# Keep Your Boats Up!



## GaryI (Mar 18, 2015)

Pictures from the damage resulting from last weekend's 40-50 mph winds at Cedar Creek. Really sad to see the destroyed boats. From the height of the boat lift slings, it looks like the boats just weren't high enough up out of the water to handle the high waves and higher water levels. 

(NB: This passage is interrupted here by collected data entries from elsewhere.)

//! Distance ranking strategies.
//!
//! Both strategies return every candidate exactly once, nearest first, with
//! unknown distances last and ties kept in incoming order.

use std::cmp::Ordering;

use anyhow::Result;
use async_trait::async_trait;
use sqlx::PgPool;

use crate::common::{GeoPoint, RestaurantId};

#[derive(Debug, Clone, Copy, PartialEq)]
pub struct RankCandidate {
    pub restaurant_id: RestaurantId,
    pub location: Option<GeoPoint>,
}

/// Position of a candidate in the input slice and its distance from origin.
#[derive(Debug, Clone, Copy, PartialEq)]
pub struct Ranked {
    pub index: usize,
    pub distance_km: Option<f64>,
}

#[async_trait]
pub trait GeoRanking: Send + Sync {
    async fn rank(&self, origin: GeoPoint, candidates: &[RankCandidate]) -> Result<Vec<Ranked>>;
}

fn nearest_first(a: &Ranked, b: &Ranked) -> Ordering {
    match (a.distance_km, b.distance_km) {
        (Some(x), Some(y)) => x.total_cmp(&y),
        (Some(_), None) => Ordering::Less,
        (None, Some(_)) => Ordering::Greater,
        (None, None) => Ordering::Equal,
    }
}

/// In-process great-circle ranking.
#[derive(Debug, Clone, Copy, Default)]
pub struct HaversineRanking;

#[async_trait]
impl GeoRanking for HaversineRanking {
    async fn rank(&self, origin: GeoPoint, candidates: &[RankCandidate]) -> Result<Vec<Ranked>> {
        let mut ranked: Vec<Ranked> = candidates
            .iter()
            .enumerate()
            .map(|(index, candidate)| Ranked {
                index,
                distance_km: candidate.location.map(|loc| origin.distance_km(&loc)),
            })
            .collect();
        // Stable: equal distances keep their incoming order
        ranked.sort_by(nearest_first);
        Ok(ranked)
    }
}

/// Ranking computed by the database's `haversine_distance` function against
/// the restaurants table. Candidate locations are ignored; coordinates come
/// from the restaurant rows.
pub struct PostgresGeoRanking {
    pool: PgPool,
}

impl PostgresGeoRanking {
    pub fn new(pool: PgPool) -> Self {
        Self { pool }
    }
}

#[async_trait]
impl GeoRanking for PostgresGeoRanking {
    async fn rank(&self, origin: GeoPoint, candidates: &[RankCandidate]) -> Result<Vec<Ranked>> {
        if candidates.is_empty() {
            return Ok(Vec::new());
        }
        let restaurant_ids: Vec<RestaurantId> =
            candidates.iter().map(|c| c.restaurant_id).collect();

        let rows: Vec<(i64, Option<f64>)> = sqlx::query_as(
            "SELECT (c.ord - 1)::BIGINT AS idx,
                    haversine_distance($1, $2, r.latitude, r.longitude) AS distance_km
             FROM UNNEST($3::uuid[]) WITH ORDINALITY AS c(restaurant_id, ord)
             LEFT JOIN restaurants r ON r.id = c.restaurant_id
             ORDER BY distance_km ASC NULLS LAST, c.ord ASC",
        )
        .bind(origin.lat)
        .bind(origin.lon)
        .bind(&restaurant_ids)
        .fetch_all(&self.pool)
        .await?;

        rows.into_iter()
            .map(|(idx, distance_km)| {
                let index = usize::try_from(idx)?;
                Ok(Ranked { index, distance_km })
            })
            .collect()
    }
}
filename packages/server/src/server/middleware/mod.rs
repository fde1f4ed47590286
// HTTP middleware
pub mod jwt_auth;

pub use jwt_auth::*;
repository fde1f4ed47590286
use serde::Deserialize;
use tracing::info;

use super::cart::{price_cart, CartLine};
use crate::common::{Actor, DomainError, DomainResult, RestaurantId, Role};
use crate::domains::orders::events::{publish_order_event, OrderEvent};
use crate::domains::orders::models::{NewOrder, Order};
use crate::kernel::ServerDeps;

#[derive(Debug, Clone, Deserialize)]
pub struct CreateOrderInput {
    pub restaurant_id: RestaurantId,
    pub items: Vec<CartLine>,
}

/// Places a new order in `created` for the calling client.
///
/// Prices are captured from the menu now and never re-read.
pub async fn create_order(
    deps: &ServerDeps,
    actor: Actor,
    input: CreateOrderInput,
) -> DomainResult<Order> {
    actor.require(Role::Client)?;

    let restaurant = deps
        .restaurants
        .find_restaurant(input.restaurant_id)
        .await?
        .filter(|r| r.is_active)
        .ok_or_else(|| {
            DomainError::not_found(format!("restaurant {} (absent or inactive)", input.restaurant_id))
        })?;

    let items = price_cart(deps, restaurant.id, &input.items).await?;

    let order = deps
        .orders
        .insert(NewOrder {
            client_id: actor.id,
            restaurant_id: restaurant.id,
            items,
        })
        .await?;

    info!(
        order_id = %order.id,
        client_id = %actor.id,
        restaurant_id = %restaurant.id,
        total = %order.total,
        "Order created"
    );
    publish_order_event(deps.events.as_ref(), OrderEvent::created(&order)).await;

    Ok(order)
}
use std::collections::HashMap;
use std::sync::Mutex;

use anyhow::Result;
use async_trait::async_trait;
use chrono::Utc;
use sqlx::PgPool;

use super::models::LocationSample;
use crate::common::{GeoPoint, LocationSampleId, UserId};

#[async_trait]
pub trait LocationStore: Send + Sync {
    /// Appends a sample stamped with the server clock, clamped so it never
    /// precedes the courier's latest sample.
    async fn append(&self, courier_id: UserId, point: GeoPoint) -> Result<LocationSample>;

    async fn most_recent(&self, courier_id: UserId) -> Result<Option<LocationSample>>;
}

// =============================================================================
// Postgres
// =============================================================================

pub struct PgLocationStore {
    pool: PgPool,
}

impl PgLocationStore {
    pub fn new(pool: PgPool) -> Self {
        Self { pool }
    }
}

#[async_trait]
impl LocationStore for PgLocationStore {
    async fn append(&self, courier_id: UserId, point: GeoPoint) -> Result<LocationSample> {
        sqlx::query_as::<_, LocationSample>(
            "INSERT INTO courier_locations (id, courier_id, latitude, longitude, recorded_at)
             SELECT $1, $2, $3, $4, GREATEST(
                 NOW(),
                 COALESCE(
                     (SELECT MAX(recorded_at) FROM courier_locations WHERE courier_id = $2),
                     NOW()
                 )
             )
             RETURNING id, courier_id, latitude, longitude, recorded_at",
        )
        .bind(LocationSampleId::new())
        .bind(courier_id)
        .bind(point.lat)
        .bind(point.lon)
        .fetch_one(&self.pool)
        .await
        .map_err(Into::into)
    }

    async fn most_recent(&self, courier_id: UserId) -> Result<Option<LocationSample>> {
        sqlx::query_as::<_, LocationSample>(
            "SELECT id, courier_id, latitude, longitude, recorded_at
             FROM courier_locations
             WHERE courier_id = $1
             ORDER BY recorded_at DESC, id DESC
             LIMIT 1",
        )
        .bind(courier_id)
        .fetch_optional(&self.pool)
        .await
        .map_err(Into::into)
    }
}

// =============================================================================
// In-memory
// =============================================================================

#[derive(Default)]
pub struct MemoryLocationStore {
    samples: Mutex<HashMap<UserId, Vec<LocationSample>>>,
}

impl MemoryLocationStore {
    pub fn new() -> Self {
        Self::default()
    }

    /// Every sample recorded for a courier, oldest first.
    pub fn history(&self, courier_id: UserId) -> Vec<LocationSample> {
        self.samples
            .lock()
            .unwrap_or_else(|e| e.into_inner())
            .get(&courier_id)
            .cloned()
            .unwrap_or_default()
    }
}

#[async_trait]
impl LocationStore for MemoryLocationStore {
    async fn append(&self, courier_id: UserId, point: GeoPoint) -> Result<LocationSample> {
        let mut samples = self.samples.lock().unwrap_or_else(|e| e.into_inner());
        let history = samples.entry(courier_id).or_default();

        let now = Utc::now();
        let recorded_at = history
            .last()
            .map_or(now, |last| last.recorded_at.max(now));

        let sample = LocationSample {
            id: LocationSampleId::new(),
            courier_id,
            latitude: point.lat,
            longitude: point.lon,
            recorded_at,
        };
        history.push(sample.clone());
        Ok(sample)
    }

    async fn most_recent(&self, courier_id: UserId) -> Result<Option<LocationSample>> {
        Ok(self
            .samples
            .lock()
            .unwrap_or_else(|e| e.into_inner())
            .get(&courier_id)
            .and_then(|history| history.iter().max_by_key(|s| s.recorded_at).cloned()))
    }
}
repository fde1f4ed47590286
//! Mapping from domain outcomes to HTTP responses.

use axum::{
    http::StatusCode,
    response::{IntoResponse, Response},
    Json,
};
use serde_json::json;
use tracing::error;

use crate::common::DomainError;

/// Error returned by every API handler. Bodies are `{"detail": "..."}`.
#[derive(Debug)]
pub enum ApiError {
    Unauthorized,
    Domain(DomainError),
}

impl From<DomainError> for ApiError {
    fn from(e: DomainError) -> Self {
        Self::Domain(e)
    }
}

impl ApiError {
    fn status_and_detail(&self) -> (StatusCode, String) {
        match self {
            Self::Unauthorized => (
                StatusCode::UNAUTHORIZED,
                "Authentication credentials were not provided or are invalid".to_string(),
            ),
            Self::Domain(e) => match e {
                DomainError::Forbidden(msg) => (StatusCode::FORBIDDEN, msg.clone()),
                DomainError::Conflict(msg) => (StatusCode::CONFLICT, msg.clone()),
                DomainError::InvalidArgument(msg) => (StatusCode::BAD_REQUEST, msg.clone()),
                DomainError::NotFound(msg) => (StatusCode::NOT_FOUND, msg.clone()),
                DomainError::PaymentGateway(msg) => (StatusCode::BAD_REQUEST, msg.clone()),
                DomainError::Internal(_) => (
                    StatusCode::INTERNAL_SERVER_ERROR,
                    "Internal server error".to_string(),
                ),
            },
        }
    }
}

impl IntoResponse for ApiError {
    fn into_response(self) -> Response {
        if let Self::Domain(e @ DomainError::Internal(_)) = &self {
            error!(error = %e, "Request failed");
        }
        let (status, detail) = self.status_and_detail();
        (status, Json(json!({ "detail": detail }))).into_response()
    }
}

pub type ApiResult<T> = Result<T, ApiError>;
//! Test fixtures for creating test data.
//!
//! In-memory fixtures seed the harness's restaurant directory; the `pg_*`
//! fixtures insert rows directly for Postgres-backed tests.

use anyhow::Result;
use rust_decimal::Decimal;
use server_core::common::{Actor, DishId, OrderId, RestaurantId, Role, UserId};
use server_core::domains::orders::actions::{create_order, CartLine, CreateOrderInput};
use server_core::domains::orders::{request_transition, Order, OrderStatus};
use server_core::domains::restaurants::{Dish, Restaurant};
use sqlx::PgPool;

use super::TestHarness;

pub fn price(s: &str) -> Decimal {
    s.parse().expect("valid decimal literal")
}

/// A restaurant with one available dish.
pub struct Menu {
    pub owner: Actor,
    pub restaurant: Restaurant,
    pub dish: Dish,
}

impl Menu {
    pub fn line(&self, qty: i32) -> CartLine {
        CartLine {
            dish_id: self.dish.id,
            qty,
        }
    }
}

pub fn seed_restaurant(
    harness: &TestHarness,
    location: Option<(f64, f64)>,
) -> Restaurant {
    let restaurant = Restaurant {
        id: RestaurantId::new(),
        owner_id: UserId::new(),
        name: "Test Kitchen".to_string(),
        latitude: location.map(|l| l.0),
        longitude: location.map(|l| l.1),
        is_active: true,
    };
    harness.directory.upsert_restaurant(restaurant.clone());
    restaurant
}

pub fn seed_dish(harness: &TestHarness, restaurant: &Restaurant, name: &str, cost: &str) -> Dish {
    let dish = Dish {
        id: DishId::new(),
        restaurant_id: restaurant.id,
        name: name.to_string(),
        price: price(cost),
        is_available: true,
    };
    harness.directory.upsert_dish(dish.clone());
    dish
}

/// Restaurant at `location` serving a 12.50 burger.
pub fn seed_menu(harness: &TestHarness, location: Option<(f64, f64)>) -> Menu {
    let restaurant = seed_restaurant(harness, location);
    let dish = seed_dish(harness, &restaurant, "Burger", "12.50");
    Menu {
        owner: Actor::restaurant(restaurant.owner_id),
        restaurant,
        dish,
    }
}

/// Places an order of `qty` burgers as `client`.
pub async fn place_order(harness: &TestHarness, menu: &Menu, client: Actor, qty: i32) -> Order {
    create_order(
        &harness.deps,
        client,
        CreateOrderInput {
            restaurant_id: menu.restaurant.id,
            items: vec![menu.line(qty)],
        },
    )
    .await
    .expect("Failed to place order")
}

/// Places an order and has the restaurant mark it ready for pickup.
pub async fn ready_order(harness: &TestHarness, menu: &Menu, client: Actor) -> Order {
    let order = place_order(harness, menu, client, 1).await;
    request_transition(&harness.deps, menu.owner, order.id, OrderStatus::ReadyForPickup)
        .await
        .expect("Failed to mark order ready")
}

pub async fn current(harness: &TestHarness, order_id: OrderId) -> Order {
    harness
        .deps
        .orders
        .find(order_id)
        .await
        .expect("store error")
        .expect("order missing")
}

// =============================================================================
// Postgres fixtures
// =============================================================================

pub async fn pg_user(pool: &PgPool, role: Role) -> Result<Actor> {
    let id = UserId::new();
    sqlx::query("INSERT INTO users (id, email, role) VALUES ($1, $2, $3)")
        .bind(id)
        .bind(format!("{}@example.test", id))
        .bind(role)
        .execute(pool)
        .await?;
    Ok(Actor::new(id, role))
}

pub async fn pg_restaurant(
    pool: &PgPool,
    owner: &Actor,
    location: Option<(f64, f64)>,
) -> Result<Restaurant> {
    let restaurant = sqlx::query_as::<_, Restaurant>(
        r#"INSERT INTO restaurants (id, owner_id, name, latitude, longitude)
           VALUES ($1, $2, $3, $4, $5)
           RETURNING id, owner_id, name, latitude, longitude, is_active"#,
    )
    .bind(RestaurantId::new())
    .bind(owner.id)
    .bind("Pg Kitchen")
    .bind(location.map(|l| l.0))
    .bind(location.map(|l| l.1))
    .fetch_one(pool)
    .await?;
    Ok(restaurant)
}

pub async fn pg_dish(pool: &PgPool, restaurant: &Restaurant, cost: &str) -> Result<Dish> {
    let dish = sqlx::query_as::<_, Dish>(
        r#"INSERT INTO dishes (id, restaurant_id, name, price)
           VALUES ($1, $2, 'Noodles', $3)
           RETURNING id, restaurant_id, name, price, is_available"#,
    )
    .bind(DishId::new())
    .bind(restaurant.id)
    .bind(price(cost))
    .fetch_one(pool)
    .await?;
    Ok(dish)
}
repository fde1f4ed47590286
use std::collections::HashMap;
use std::sync::RwLock;

use anyhow::Result;
use async_trait::async_trait;
use sqlx::PgPool;

use super::models::{Dish, Restaurant};
use crate::common::{DishId, RestaurantId};

/// Lookup of restaurants and dishes by id.
#[async_trait]
pub trait RestaurantDirectory: Send + Sync {
    async fn find_restaurant(&self, id: RestaurantId) -> Result<Option<Restaurant>>;

    /// Restaurants for the given ids; unknown ids are skipped.
    async fn find_restaurants(&self, ids: &[RestaurantId]) -> Result<Vec<Restaurant>>;

    /// Dishes for the given ids; unknown ids are skipped.
    async fn find_dishes(&self, ids: &[DishId]) -> Result<Vec<Dish>>;
}

// =============================================================================
// Postgres
// =============================================================================

pub struct PgRestaurantDirectory {
    pool: PgPool,
}

impl PgRestaurantDirectory {
    pub fn new(pool: PgPool) -> Self {
        Self { pool }
    }
}

#[async_trait]
impl RestaurantDirectory for PgRestaurantDirectory {
    async fn find_restaurant(&self, id: RestaurantId) -> Result<Option<Restaurant>> {
        sqlx::query_as::<_, Restaurant>(
            "SELECT id, owner_id, name, latitude, longitude, is_active
             FROM restaurants WHERE id = $1",
        )
        .bind(id)
        .fetch_optional(&self.pool)
        .await
        .map_err(Into::into)
    }

    async fn find_restaurants(&self, ids: &[RestaurantId]) -> Result<Vec<Restaurant>> {
        sqlx::query_as::<_, Restaurant>(
            "SELECT id, owner_id, name, latitude, longitude, is_active
             FROM restaurants WHERE id = ANY($1)",
        )
        .bind(ids)
        .fetch_all(&self.pool)
        .await
        .map_err(Into::into)
    }

    async fn find_dishes(&self, ids: &[DishId]) -> Result<Vec<Dish>> {
        sqlx::query_as::<_, Dish>(
            "SELECT id, restaurant_id, name, price, is_available
             FROM dishes WHERE id = ANY($1)",
        )
        .bind(ids)
        .fetch_all(&self.pool)
        .await
        .map_err(Into::into)
    }
}

// =============================================================================
// In-memory
// =============================================================================

/// Directory held in process memory, seeded by the caller.
#[derive(Default)]
pub struct MemoryRestaurantDirectory {
    restaurants: RwLock<HashMap<RestaurantId, Restaurant>>,
    dishes: RwLock<HashMap<DishId, Dish>>,
}

impl MemoryRestaurantDirectory {
    pub fn new() -> Self {
        Self::default()
    }

    pub fn upsert_restaurant(&self, restaurant: Restaurant) {
        self.restaurants
            .write()
            .unwrap_or_else(|e| e.into_inner())
            .insert(restaurant.id, restaurant);
    }

    pub fn upsert_dish(&self, dish: Dish) {
        self.dishes
            .write()
            .unwrap_or_else(|e| e.into_inner())
            .insert(dish.id, dish);
    }
}

#[async_trait]
impl RestaurantDirectory for MemoryRestaurantDirectory {
    async fn find_restaurant(&self, id: RestaurantId) -> Result<Option<Restaurant>> {
        Ok(self
            .restaurants
            .read()
            .unwrap_or_else(|e| e.into_inner())
            .get(&id)
            .cloned())
    }

    async fn find_restaurants(&self, ids: &[RestaurantId]) -> Result<Vec<Restaurant>> {
        let restaurants = self.restaurants.read().unwrap_or_else(|e| e.into_inner());
        Ok(ids.iter().filter_map(|id| restaurants.get(id).cloned()).collect())
    }

    async fn find_dishes(&self, ids: &[DishId]) -> Result<Vec<Dish>> {
        let dishes = self.dishes.read().unwrap_or_else(|e| e.into_inner());
        Ok(ids.iter().filter_map(|id| dishes.get(id).cloned()).collect())
    }
}
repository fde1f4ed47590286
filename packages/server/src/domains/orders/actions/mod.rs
//! Order domain actions - business logic functions
//!
//! Actions are async functions called directly from HTTP handlers. They
//! validate before mutating, perform one atomic store write, then publish.

mod cart;
pub mod create_order;
pub mod get_order;
pub mod list_orders;
pub mod update_items;

pub use cart::CartLine;
pub use create_order::{create_order, CreateOrderInput};
pub use get_order::{ensure_can_view, get_order_detail};
pub use list_orders::list_my_orders;
pub use update_items::update_items;
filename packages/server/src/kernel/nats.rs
//! NATS-backed event bus.
//!
//! Lets several server instances share order feeds: a courier's location ping
//! handled by one instance reaches an SSE subscriber connected to another.
//! Subjects are the bus topics as-is (`order.<uuid>`), payloads are JSON.

use anyhow::{Context, Result};
use async_trait::async_trait;
use bytes::Bytes;
use futures::StreamExt;
use tracing::warn;

use crate::kernel::{BaseEventBus, EventFeed, FeedItem};

pub struct NatsEventBus {
    client: async_nats::Client,
}

impl NatsEventBus {
    pub fn new(client: async_nats::Client) -> Self {
        Self { client }
    }

    pub async fn connect(url: &str) -> Result<Self> {
        let client = async_nats::connect(url)
            .await
            .with_context(|| format!("Failed to connect to NATS at {}", url))?;
        Ok(Self::new(client))
    }
}

#[async_trait]
impl BaseEventBus for NatsEventBus {
    async fn publish(&self, topic: &str, payload: serde_json::Value) -> Result<()> {
        let bytes = Bytes::from(serde_json::to_vec(&payload)?);
        self.client.publish(topic.to_string(), bytes).await?;
        Ok(())
    }

    async fn subscribe(&self, topic: &str) -> Result<EventFeed> {
        let subscriber = self.client.subscribe(topic.to_string()).await?;
        let feed = subscriber.filter_map(|message| async move {
            match serde_json::from_slice::<serde_json::Value>(&message.payload) {
                Ok(value) => Some(FeedItem::Event(value)),
                Err(e) => {
                    warn!(subject = %message.subject, error = %e, "Dropping non-JSON NATS message");
                    None
                }
            }
        });
        Ok(feed.boxed())
    }
}
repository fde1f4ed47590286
//! In-process pub/sub hub for order event feeds.
//!
//! One broadcast channel per topic. Topics are opaque strings; the hub has no
//! knowledge of what is being streamed.
//!
//! # Usage
//!
//! Producers (domain actions):
//!   hub.publish("order.0190...", json!({"type": "accepted", ...})).await;
//!
//! Consumers (SSE endpoints):
//!   let rx = hub.subscribe("order.0190...").await;

use std::collections::HashMap;
use std::sync::Arc;

use anyhow::Result;
use async_trait::async_trait;
use futures::StreamExt;
use tokio::sync::{broadcast, RwLock};
use tokio_stream::wrappers::errors::BroadcastStreamRecvError;
use tokio_stream::wrappers::BroadcastStream;

use crate::kernel::{BaseEventBus, EventFeed, FeedItem};

/// Thread-safe, cloneable. Payloads are `serde_json::Value`; domains
/// serialize their own types.
#[derive(Clone)]
pub struct StreamHub {
    channels: Arc<RwLock<HashMap<String, broadcast::Sender<serde_json::Value>>>>,
    capacity: usize,
}

impl StreamHub {
    /// Create a new StreamHub with default capacity (256 messages per channel).
    pub fn new() -> Self {
        Self::with_capacity(256)
    }

    pub fn with_capacity(capacity: usize) -> Self {
        Self {
            channels: Arc::new(RwLock::new(HashMap::new())),
            capacity,
        }
    }

    /// Publish a JSON value to a topic. No-op if no subscribers.
    pub async fn publish(&self, topic: &str, value: serde_json::Value) {
        let channels = self.channels.read().await;
        if let Some(tx) = channels.get(topic) {
            // Err only means every receiver is gone
            let _ = tx.send(value);
        }
    }

    /// Subscribe to a topic. Creates the channel if it doesn't exist.
    pub async fn subscribe(&self, topic: &str) -> broadcast::Receiver<serde_json::Value> {
        let mut channels = self.channels.write().await;
        let tx = channels
            .entry(topic.to_string())
            .or_insert_with(|| broadcast::channel(self.capacity).0);
        tx.subscribe()
    }

    /// Remove channels with zero subscribers (housekeeping).
    pub async fn cleanup(&self) -> usize {
        let mut channels = self.channels.write().await;
        let before = channels.len();
        channels.retain(|_, tx| tx.receiver_count() > 0);
        before - channels.len()
    }

    pub async fn topic_count(&self) -> usize {
        self.channels.read().await.len()
    }
}

impl Default for StreamHub {
    fn default() -> Self {
        Self::new()
    }
}

#[async_trait]
impl BaseEventBus for StreamHub {
    async fn publish(&self, topic: &str, payload: serde_json::Value) -> Result<()> {
        StreamHub::publish(self, topic, payload).await;
        Ok(())
    }

    async fn subscribe(&self, topic: &str) -> Result<EventFeed> {
        let rx = StreamHub::subscribe(self, topic).await;
        let feed = BroadcastStream::new(rx).map(|item| match item {
            Ok(value) => FeedItem::Event(value),
            Err(BroadcastStreamRecvError::Lagged(n)) => FeedItem::Lagged(n),
        });
        Ok(feed.boxed())
    }
}

#[cfg(test)]
mod tests {
    use super::*;
    use serde_json::json;

    #[tokio::test]
    async fn test_publish_subscribe_roundtrip() {
        let hub = StreamHub::new();
        let mut rx = hub.subscribe("order.a").await;

        let value = json!({"type": "accepted"});
        hub.publish("order.a", value.clone()).await;

        assert_eq!(rx.recv().await.unwrap(), value);
    }

    #[tokio::test]
    async fn test_publish_no_subscribers_is_noop() {
        let hub = StreamHub::new();
        hub.publish("order.nobody", json!({"type": "status"})).await;
        assert_eq!(hub.topic_count().await, 0);
    }

    #[tokio::test]
    async fn test_topics_are_isolated() {
        let hub = StreamHub::new();
        let mut a = hub.subscribe("order.a").await;
        let mut b = hub.subscribe("order.b").await;

        hub.publish("order.a", json!({"n": 1})).await;
        hub.publish("order.b", json!({"n": 2})).await;

        assert_eq!(a.recv().await.unwrap(), json!({"n": 1}));
        assert_eq!(b.recv().await.unwrap(), json!({"n": 2}));
        assert!(a.try_recv().is_err());
    }

    #[tokio::test]
    async fn test_cleanup_removes_empty_channels() {
        let hub = StreamHub::new();
        let rx = hub.subscribe("order.ephemeral").await;
        assert_eq!(hub.topic_count().await, 1);

        drop(rx);
        assert_eq!(hub.cleanup().await, 1);
        assert_eq!(hub.topic_count().await, 0);
    }

    #[tokio::test]
    async fn test_feed_preserves_publish_order() {
        let hub = StreamHub::new();
        let mut feed = BaseEventBus::subscribe(&hub, "order.seq").await.unwrap();

        for n in 0..5 {
            BaseEventBus::publish(&hub, "order.seq", json!({ "n": n }))
                .await
                .unwrap();
        }

        for n in 0..5 {
            assert_eq!(feed.next().await, Some(FeedItem::Event(json!({ "n": n }))));
        }
    }

    #[tokio::test]
    async fn test_slow_subscriber_sees_lag_notice() {
        let hub = StreamHub::with_capacity(2);
        let mut feed = BaseEventBus::subscribe(&hub, "order.slow").await.unwrap();

        for n in 0..5 {
            hub.publish("order.slow", json!({ "n": n })).await;
        }

        assert_eq!(feed.next().await, Some(FeedItem::Lagged(3)));
        assert_eq!(feed.next().await, Some(FeedItem::Event(json!({ "n": 3 }))));
        assert_eq!(feed.next().await, Some(FeedItem::Event(json!({ "n": 4 }))));
    }
}
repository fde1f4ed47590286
// HTTP routes
pub mod courier;
pub mod health;
pub mod orders;
pub mod payments;
pub mod stream;

pub use courier::*;
pub use health::*;
pub use orders::*;
pub use payments::*;
pub use stream::*;
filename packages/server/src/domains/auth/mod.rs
//! Auth domain - bearer token issuing and verification
//!
//! Users are registered by the identity provider; this service only signs
//! and checks tokens carrying `{user_id, role}`.

pub mod jwt;

pub use jwt::{Claims, JwtService};
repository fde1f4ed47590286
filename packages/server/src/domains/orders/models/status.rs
use serde::{Deserialize, Serialize};
use std::fmt;
use std::str::FromStr;

use crate::common::DomainError;

/// Order lifecycle state.
///
/// ```text
/// created -> pending_payment -> paid -> restaurant_confirmed -> ready_for_pickup
///         -> accepted -> in_transit -> delivered
/// created | pending_payment -> canceled
/// ```
#[derive(Debug, Clone, Copy, PartialEq, Eq, Hash, Serialize, Deserialize, sqlx::Type)]
#[sqlx(type_name = "order_status", rename_all = "snake_case")]
#[serde(rename_all = "snake_case")]
pub enum OrderStatus {
    Created,
    PendingPayment,
    Paid,
    RestaurantConfirmed,
    ReadyForPickup,
    Accepted,
    InTransit,
    Delivered,
    Canceled,
}

impl OrderStatus {
    pub const ALL: [OrderStatus; 9] = [
        OrderStatus::Created,
        OrderStatus::PendingPayment,
        OrderStatus::Paid,
        OrderStatus::RestaurantConfirmed,
        OrderStatus::ReadyForPickup,
        OrderStatus::Accepted,
        OrderStatus::InTransit,
        OrderStatus::Delivered,
        OrderStatus::Canceled,
    ];

    /// Statuses a courier may claim from.
    pub const CLAIMABLE: [OrderStatus; 2] =
        [OrderStatus::ReadyForPickup, OrderStatus::RestaurantConfirmed];

    /// Statuses during which a courier is attached.
    pub const COURIER_PHASE: [OrderStatus; 3] = [
        OrderStatus::Accepted,
        OrderStatus::InTransit,
        OrderStatus::Delivered,
    ];

    /// Statuses in which a courier's position is streamed to subscribers.
    pub const EN_ROUTE: [OrderStatus; 2] = [OrderStatus::Accepted, OrderStatus::InTransit];

    /// Statuses in which the client may still cancel, edit or pay.
    pub const CLIENT_EDITABLE: [OrderStatus; 2] =
        [OrderStatus::Created, OrderStatus::PendingPayment];

    pub fn as_str(&self) -> &'static str {
        match self {
            OrderStatus::Created => "created",
            OrderStatus::PendingPayment => "pending_payment",
            OrderStatus::Paid => "paid",
            OrderStatus::RestaurantConfirmed => "restaurant_confirmed",
            OrderStatus::ReadyForPickup => "ready_for_pickup",
            OrderStatus::Accepted => "accepted",
            OrderStatus::InTransit => "in_transit",
            OrderStatus::Delivered => "delivered",
            OrderStatus::Canceled => "canceled",
        }
    }

    pub fn has_courier(&self) -> bool {
        Self::COURIER_PHASE.contains(self)
    }

    pub fn is_terminal(&self) -> bool {
        matches!(self, OrderStatus::Delivered | OrderStatus::Canceled)
    }
}

impl fmt::Display for OrderStatus {
    fn fmt(&self, f: &mut fmt::Formatter<'_>) -> fmt::Result {
        f.write_str(self.as_str())
    }
}

impl FromStr for OrderStatus {
    type Err = DomainError;

    fn from_str(s: &str) -> Result<Self, Self::Err> {
        let normalized = s.trim().to_ascii_lowercase();
        Self::ALL
            .into_iter()
            .find(|status| status.as_str() == normalized)
            .ok_or_else(|| DomainError::invalid(format!("unknown order status: {}", s)))
    }
}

For you boat owners on Livingston, LL has risen 2 ft in past 2 weeks - make sure your lifts are high!


----------



## PhotoFish (Aug 9, 2015)

says page not available


----------



## GaryI (Mar 18, 2015)

Our forum is preventing the link from showing - give me a second and I will post the pictures directly.


----------



## GaryI (Mar 18, 2015)

Pictures:


----------



## lx22f/c (Jun 19, 2009)

Dang they got hit hard.


----------



## snapperlicious (Aug 11, 2009)

Ouch!


----------



## sotexhookset (Jun 4, 2011)

Dam!


----------



## PhotoFish (Aug 9, 2015)

That one in the front looks like it went through a shredder!


----------



## pYr8 (Apr 17, 2012)

Nasty!


----------



## 3StoogesFishing (May 4, 2010)

That would kill me to come out and see that as much as I love to fish. Do you think that fish finder works after that trip in the water?


----------



## Whitebassfisher (May 4, 2007)

GaryI you are right, those could have been lifted much higher and been saved. Anytime you lift a boat you must consider what could happen before you get back.


----------



## SeaOx 230C (Aug 12, 2005)

I could not imagine what that would be like. I am sure I would plop down right there and ball my eyes out if that was my boat and I walked up to that scene. And I aint ashamed to admit it!!!!!!! That would be just heart breaking right there.


----------



## Ducktracker (Aug 1, 2011)

I'm with you on that SeaOx!


Sent from my iPhone using Tapatalk


----------



## Sac-a-lait Trey (Jun 10, 2015)

Yikes! On a visit to Jamaica Beach after Hurricane Ike, the only boat I saw that wasn't swamped, sunk, or gone was one that had been lifted as high as it could be lifted, snug up against the underside of the slip. A number of boats were hanging from one of the two lift belts, with the rest of the boat in/under water.


----------



## Mako-Wish (Jul 10, 2011)

those pics kinda make me sick to my stomach


----------



## whsalum (Mar 4, 2013)

I watched one in the Kickapoo stalls the other night that was on the verge of taking a beating. Luckily it was raised the next day.


----------



## shadslinger (Aug 21, 2005)

It'll buff out!
J./k cause what else can you do?
When fiberglass meets metal and cement with wave force it will do some damage.

I keep The Mighty Red-Fin up tight to the top of the lift as I can.
Twice now it has paid off when I was out of town and a flood came.


----------



## Jimmy Blue (Nov 20, 2013)

Geez that breaks my heart.


----------



## GaryI (Mar 18, 2015)

A reminder now that the lake is back up to 133.2 ft.


----------



## wwind3 (Sep 30, 2009)

Kickapoo is coming up FAST! I bet it's a foot higher than at daylight! Everyone check your stuff of get someone to check it for you! I'm raised to less than a ft from my bimini hitting the centerpole of my lift.. And more rain on the way. I may get water this time from the river coming down my driveway. It's 2 feet in my garage now.


----------